La trame des romans de Farah a toujours pour décor la Somalie. Ce n'est pas la seule particularité de l'oeuvre de Nurrudin Farah : dans ses ouvrages, les femmes jouent un rôle de premier plan. Des personnages féminins courageux comme Cambara, l'exilée qui rentre au pays dans son dernier roman 'Knots' (2007), Ebla, la nomade qui refuse de se plier à un mariage arrangé dans 'From a Crocked Rib' (1970), ou encore l'énigmatique Sholoongo de 'Secrets' (2000) témoignent de l'engagement de l'auteur en faveur du droit des femmes. Une implication certainement renforcé par son mariage avec l'écrivain et universitaire féministe nigérienne, Amina Mama.
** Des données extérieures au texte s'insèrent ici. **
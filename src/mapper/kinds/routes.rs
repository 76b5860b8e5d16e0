use crate::error::Result;
use crate::mapper::models::{ComponentDetails, ComponentRecord, RouteDetails, ScanOptions, ScanResult};
use crate::mapper::{build_index, Mapper};
use crate::parser::{short_name, RouteDefinition};
use std::collections::BTreeMap;
use std::path::PathBuf;

/// Routes registered in `routes/*.php` through the `Route` facade
pub struct RouteMapper;

impl RouteMapper {
    /// Record key: the route name, else `"<METHODS> <uri>"`
    pub fn route_key(route: &RouteDefinition) -> String {
        match &route.name {
            Some(name) if !name.is_empty() => name.clone(),
            _ => format!("{} {}", route.methods.join("|"), route.uri),
        }
    }

    pub fn record(route: &RouteDefinition) -> ComponentRecord {
        let key = Self::route_key(route);
        let controller = route.controller.as_deref().map(short_name);

        let action = match (controller, route.controller_method.as_deref()) {
            (Some(c), Some(m)) => Some(format!("{}@{}", c, m)),
            (Some(c), None) => Some(format!("{}@__invoke", c)),
            _ if route.closure => Some("Closure".to_string()),
            _ => None,
        };

        ComponentRecord {
            name: key.clone(),
            fqcn: route.controller.clone().unwrap_or(key),
            kind: "routes".to_string(),
            file: Some(route.file_path.clone()),
            description: None,
            dependencies: controller.map(|c| vec![c.to_string()]).unwrap_or_default(),
            details: ComponentDetails::Route(RouteDetails {
                uri: route.uri.clone(),
                methods: route.methods.clone(),
                action,
                controller: controller.map(String::from),
                route_name: route.name.clone(),
                middleware: route.middleware.clone(),
                prefix: route.prefix.clone(),
                view: route.view.clone(),
                redirect: route.redirect.clone(),
                line: route.line,
            }),
        }
    }
}

impl Mapper for RouteMapper {
    fn kind(&self) -> &str {
        "routes"
    }

    fn default_paths(&self) -> Vec<PathBuf> {
        vec![PathBuf::from("routes")]
    }

    fn scan(&self, options: &ScanOptions) -> Result<ScanResult> {
        let index = build_index(self.kind(), &self.default_paths(), options)?;

        let mut data = BTreeMap::new();
        for route in index.routes() {
            let record = Self::record(route);
            if data.insert(record.name.clone(), record).is_some() {
                tracing::warn!(
                    "Route {} registered more than once, keeping the last ({}:{})",
                    Self::route_key(route),
                    route.file_path,
                    route.line
                );
            }
        }

        tracing::info!("Scanned routes: {} routes", data.len());
        Ok(ScanResult::new(self.kind(), data))
    }
}

#[cfg(test)]
mod tests {
    use super::*;
    use std::fs;

    #[test]
    fn test_route_scan_from_routes_dir() {
        let dir = tempfile::tempdir().unwrap();
        fs::create_dir_all(dir.path().join("routes")).unwrap();
        fs::write(
            dir.path().join("routes/web.php"),
            r#"<?php
use App\Http\Controllers\PostController;
use App\Http\Controllers\ShowDashboard;
use Illuminate\Support\Facades\Route;

Route::get('/', function () {
    return view('welcome');
});
Route::get('/dashboard', ShowDashboard::class)->name('dashboard');
Route::resource('posts', PostController::class)->only(['index', 'show']);
Route::view('/about', 'pages.about');
"#,
        )
        .unwrap();

        let result = RouteMapper
            .scan(&ScanOptions::default().with_root(dir.path()))
            .unwrap();

        assert_eq!(result.count(), 5);
        let data = result.data();
        assert_eq!(
            data["dashboard"].route_action(),
            Some("ShowDashboard@__invoke")
        );
        assert_eq!(data["posts.index"].route_action(), Some("PostController@index"));
        assert_eq!(data["posts.show"].route_action(), Some("PostController@show"));
        assert_eq!(data["GET /"].route_action(), Some("Closure"));

        let ComponentDetails::Route(about) = &data["GET /about"].details else {
            panic!("expected route details");
        };
        assert_eq!(about.view.as_deref(), Some("pages.about"));
        assert!(about.action.is_none());
    }

    #[test]
    fn test_missing_routes_dir_is_empty() {
        let dir = tempfile::tempdir().unwrap();
        let result = RouteMapper
            .scan(&ScanOptions::default().with_root(dir.path()))
            .unwrap();
        assert_eq!(result.count(), 0);
        assert!(!result.is_error());
    }
}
Selon les propres mots de Farah, cette sensibilité à la cause des femmes africaines remonte à son enfance : « Quand j'étais petit, je me sentais très proche de ma mère. Avec le temps, j'ai perçu à travers ses gestes à quel point elle était malheureuse. A partir de son exemple, j'ai développé une sorte d'empathie pour les femmes. » A une autre époque, afin de gagner un peu d'argent, le jeune Farah écrit des lettres pour les personnes analphabètes. « Un jour, un homme m'a demandé que j'écrive à sa femme qui s'était échappée de la maison, » se souvient t-il. « Il voulait que je lui dise que si elle ne revenait pas au bout de trois mois, il irait la chercher, et une fois qu'il la trouverait, il la battrait et la ramènerait de force chez elle », explique-t-il. Au lieu de la lettre demandée, l'auteur somalien raconte qu'il a envoyé une version complètement différente dans laquelle l'homme concédait au divorce. Même si l'aventure lui a valu des ennuis par la suite, Farah affirme en être fier.

La prose dans la dénonciation et la lutte est la seule arme d'un auteur engagé. Dans le combat de l'égalité des sexes mais aussi pour le respect des droits de l'homme dans son pays natal, la Somalie. Avec pour seuls étendards la justice, la liberté et la responsabilité, Nuruddin Farah est le porte-parole critique et plein d'espoir d'une Afrique dont l'avenir est entre les mains des Africains.